With 160 shows spread over 4 days, the entire Clarke Quay area was transformed into a festival ground for Music Matters Live 2014. Over 60 bands and acts, both fledging and established played show after show at various locations scattered around Singapore’s booziest district.
Drawing a mixed bag of music fans, drunks and curious onlookers (not mutually exclusive), attendance was more than adequate. Despite not hosting any big mainstream names, the crowds displayed an enthusiasm bordering on frenzy; which fills my cold, withered heart with warmth knowing that people did not just like music that they’ve heard on the radio.
I wish I could tell you that my experience at music matters was cerebral, that the multiple bands I chose to see were carefully curated to maximize the value of my experience, that they had a logical flow to them. But a festival begets festival mindsets; while not exactly Mardi Gras, still expects the divided lack of attention that graces my brain when put in a place with more than one stage situated within walking distances of each other.
That basically meant that bar the two or three bands that I knew and wanted to see, the others were mostly the result of aimless wandering. In the land of fog machines, epileptic strobe lights and asphyxiating crowds – I found myself drawn to the most interesting (sounding) band names, only to be tugged away 20 minutes later by the promises of a better show somewhere else.

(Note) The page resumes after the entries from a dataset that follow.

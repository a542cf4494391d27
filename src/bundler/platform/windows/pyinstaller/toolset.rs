//! PyInstaller toolset acquisition.
//!
//! Keeps the pinned source archive cached in the work directory, replaces it
//! when it is not a readable zip, and extracts it for the build step.

use crate::bundler::{
    error::{Context, Error, ErrorExt, Result},
    settings::Settings,
    utils::http,
};
use std::{
    ffi::OsStr,
    future::Future,
    path::{Component, Path, PathBuf},
};

/// Fetches the PyInstaller source archive.
///
/// The pipeline calls [`ToolsetDownloader::download`] at most once per run.
pub trait ToolsetDownloader {
    /// Returns the archive bytes served at `url`.
    fn download(&self, url: &str) -> impl Future<Output = Result<Vec<u8>>> + Send;
}

/// Downloader backed by [`http::download`].
#[derive(Debug, Clone, Copy, Default)]
pub struct HttpDownloader;

impl ToolsetDownloader for HttpDownloader {
    async fn download(&self, url: &str) -> Result<Vec<u8>> {
        http::download(url).await
    }
}

/// Ensures a valid PyInstaller archive exists at the cache path.
///
/// An existing file is reused when it opens as a zip. Otherwise it is
/// overwritten by a fresh download. Returns the cache path.
pub async fn ensure_toolset_archive<D: ToolsetDownloader>(
    settings: &Settings,
    downloader: &D,
) -> Result<PathBuf> {
    let archive_path = settings.toolset_archive_path();

    let exists = tokio::fs::try_exists(&archive_path)
        .await
        .fs_context("checking PyInstaller archive", &archive_path)?;

    let need_download = if exists {
        log::info!("PyInstaller zipfile found.");
        if is_valid_archive(&archive_path).await? {
            false
        } else {
            log::warn!("Zipfile is corrupt.");
            true
        }
    } else {
        true
    };

    if need_download {
        log::info!("Downloading PyInstaller...");
        let data = downloader.download(&settings.toolset().url()).await?;
        tokio::fs::write(&archive_path, data)
            .await
            .fs_context("writing PyInstaller archive", &archive_path)?;
    } else {
        log::debug!("Reusing cached archive {}", archive_path.display());
    }

    Ok(archive_path)
}

/// Checks whether the file at `path` opens as a zip archive.
///
/// Failing to open the file at all is an error; failing to parse it is `false`.
pub async fn is_valid_archive(path: &Path) -> Result<bool> {
    let path = path.to_path_buf();
    tokio::task::spawn_blocking(move || -> Result<bool> {
        let file = std::fs::File::open(&path).fs_context("opening PyInstaller archive", &path)?;
        match zip::ZipArchive::new(file) {
            Ok(_) => Ok(true),
            Err(e) => {
                log::debug!("{} is not a valid zip: {}", path.display(), e);
                Ok(false)
            }
        }
    })
    .await
    .context("archive validation task panicked")?
}

/// Top-level directory of a sanitized archive entry path.
///
/// `pyinstaller-6.10.0/setup.py` yields `pyinstaller-6.10.0`. Paths that start
/// with `.`, `..`, a root or a prefix yield `None`.
pub fn top_level_dir(entry: &Path) -> Option<&OsStr> {
    match entry.components().next()? {
        Component::Normal(name) => Some(name),
        _ => None,
    }
}

/// Extracts the archive into `dest` and returns the extracted root directory.
///
/// The root is the top-level directory of the archive's first entry and is
/// always a direct child of `dest`. A stale copy of that directory is removed
/// first so every run starts clean.
pub async fn extract_toolset(archive_path: &Path, dest: &Path) -> Result<PathBuf> {
    let archive_path = archive_path.to_path_buf();
    let dest = dest.to_path_buf();

    let root = tokio::task::spawn_blocking(move || -> Result<PathBuf> {
        let file = std::fs::File::open(&archive_path)
            .fs_context("opening PyInstaller archive", &archive_path)?;
        let mut archive = zip::ZipArchive::new(file)?;
        if archive.is_empty() {
            return Err(Error::EmptyArchive(archive_path));
        }

        let (entry, root_name) = {
            let first = archive.by_index(0)?;
            let root_name = first
                .enclosed_name()
                .as_deref()
                .and_then(top_level_dir)
                .map(OsStr::to_os_string);
            (first.name().to_string(), root_name)
        };
        let Some(root_name) = root_name else {
            return Err(Error::UnsafeArchiveRoot {
                archive: archive_path,
                entry,
            });
        };
        let root = dest.join(root_name);

        if root.is_dir() {
            log::debug!("Removing stale extraction {}", root.display());
            std::fs::remove_dir_all(&root).fs_context("removing stale PyInstaller root", &root)?;
        }

        log::debug!("Extracting {} into {}", archive_path.display(), dest.display());
        archive.extract(&dest)?;
        Ok(root)
    })
    .await
    .context("archive extraction task panicked")??;

    if !tokio::fs::metadata(&root)
        .await
        .map(|m| m.is_dir())
        .unwrap_or(false)
    {
        return Err(Error::ToolsetRootMissing(root));
    }

    Ok(root)
}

Evokes 80’s electronic like New Order and Depeche Mode, right down to the not-yet disco synths and the moody baritone. Thankfully they decided to ditch the self-absorbed vibes and go for a more approachable, dance-ish stage presence; even letting in bits of funk now and then. It’s a party people! No matter how important Bizarre Love Triangle is to you there is no way I am grooving to that sappy piece.

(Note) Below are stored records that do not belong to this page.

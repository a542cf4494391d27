//! PyInstaller packaging pipeline.
//!
//! This module turns the `brigadier` entry-point script into a distributable
//! zip holding a single-file Windows executable.
//!
//! # Overview
//!
//! The [`Bundler`]:
//! 1. Refuses to run on hosts other than Windows
//! 2. Reads the product version from the `VERSION` file
//! 3. Reuses or downloads the pinned PyInstaller source archive
//! 4. Extracts it and runs `python -m PyInstaller -F ...`
//! 5. Zips the executable as `<product>-<version>/<product>.exe`
//! 6. Computes the SHA-1 of the zip and removes scratch directories
//!
//! # Example
//!
//! ```no_run
//! use brigadier_bundler::bundler::{Bundler, SettingsBuilder};
//!
//! # async fn example() -> brigadier_bundler::bundler::Result<()> {
//! let settings = SettingsBuilder::new().work_dir(".").build()?;
//! let artifact = Bundler::new(settings).bundle().await?;
//!
//! println!("Built and archived to {}.", artifact.path.display());
//! println!("SHA1: {}", artifact.checksum);
//! # Ok(())
//! # }
//! ```
//!
//! # Module Organization
//!
//! - [`builder`] - [`Bundler`] orchestrator, checksums, interpreter detection
//! - [`error`] - Error type and context helpers
//! - [`platform`] - Host guard and the PyInstaller steps
//! - [`settings`] - [`Settings`] and [`SettingsBuilder`]
//! - [`utils`] - Filesystem and HTTP helpers

pub mod builder;
pub mod error;
pub mod platform;
pub mod settings;
pub mod utils;

use std::path::PathBuf;

pub use builder::{Bundler, calculate_sha1};
pub use error::{Error, Result};
pub use platform::windows::pyinstaller::{HttpDownloader, ToolsetDownloader};
pub use settings::{Settings, SettingsBuilder, ToolsetSettings};

/// Result of a successful packaging run.
#[derive(Debug, Clone, PartialEq, Eq)]
pub struct BundledArtifact {
    /// Path of the `<product>-<version>.zip` archive.
    pub path: PathBuf,
    /// Version read from the `VERSION` file.
    pub version: String,
    /// Archive size in bytes.
    pub size: u64,
    /// Lowercase hex SHA-1 of the archive bytes.
    pub checksum: String,
}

The french synthpop duo was joined on stage by a bassist and a drummer to round out their live-act, which was surprisingly energetic despite the fact that the ridiculous humidity on the outdoor stage was obviously getting to them. Girls (and some dudes) were screaming and people were dancing while four french musicians sweat and strutted on stage – all signs of a great gig.

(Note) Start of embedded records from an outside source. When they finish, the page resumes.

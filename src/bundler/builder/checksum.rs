//! Artifact checksum calculation.
//!
//! Distribution channels verify the zip with a SHA-1 digest, so that is the
//! only algorithm computed here.

use crate::bundler::{Result, error::ErrorExt};
use sha1::{Digest, Sha1};
use tokio::io::AsyncReadExt;

/// Calculates the SHA-1 checksum of a file.
///
/// Reads in 8KB chunks. The digest covers the raw bytes only, so identical
/// content always yields the same checksum.
///
/// # Returns
///
/// * `Ok(String)` - Lowercase hex SHA-1 (40 characters)
/// * `Err` - If the file cannot be read
pub async fn calculate_sha1(file_path: &std::path::Path) -> Result<String> {
    let mut file = tokio::fs::File::open(file_path)
        .await
        .fs_context("opening file for hashing", file_path)?;
    let mut hasher = Sha1::new();
    let mut buffer = vec![0u8; 8192];

    loop {
        let n = file
            .read(&mut buffer)
            .await
            .fs_context("reading file for hash calculation", file_path)?;
        if n == 0 {
            break;
        }
        hasher.update(&buffer[..n]);
    }

    Ok(hex::encode(hasher.finalize()))
}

A momentary lapse of reason led me to believe that this was that OTHER cream. The one with Eric Clapton. Then I realized that that was so ridiculous it wasn’t even funny. This is a Japanese male/female duo who bust sick rhymes over sick beats. I.e they rap over a EDM soundtrack. I have no comments to make on their lyrical prowess because I don’t understand Japanese. I assumed it was good because people were cheering.
I like these guys. They sound and act like they’re permanently high… on life. (what else?) They make bawdy jokes and play with the energy of children on sugar highs despite looking like full-time stoners. When your hair is flicking sweat at an audience in an air-conditioned club you know there’s some serious work ethic right there.
Songs all come in under 3 minutes like ADHD surf-rock that makes you want to jump into swimming pools and drink unhealthy amounts of cheap beer with your besties. They are the kind of friends (if they were your friends) your mom hates and wishes would “get their hair cut”.
Despite being relatively new sub: shaman is everywhere. With dark, sweeping sounds and complex instrumental work the avant-garde band has been making waves in the local music scene since their inception in 2012. Not exactly easy-listening, but once you get into the flow of things the effect is immediately entrancing and hypnotic.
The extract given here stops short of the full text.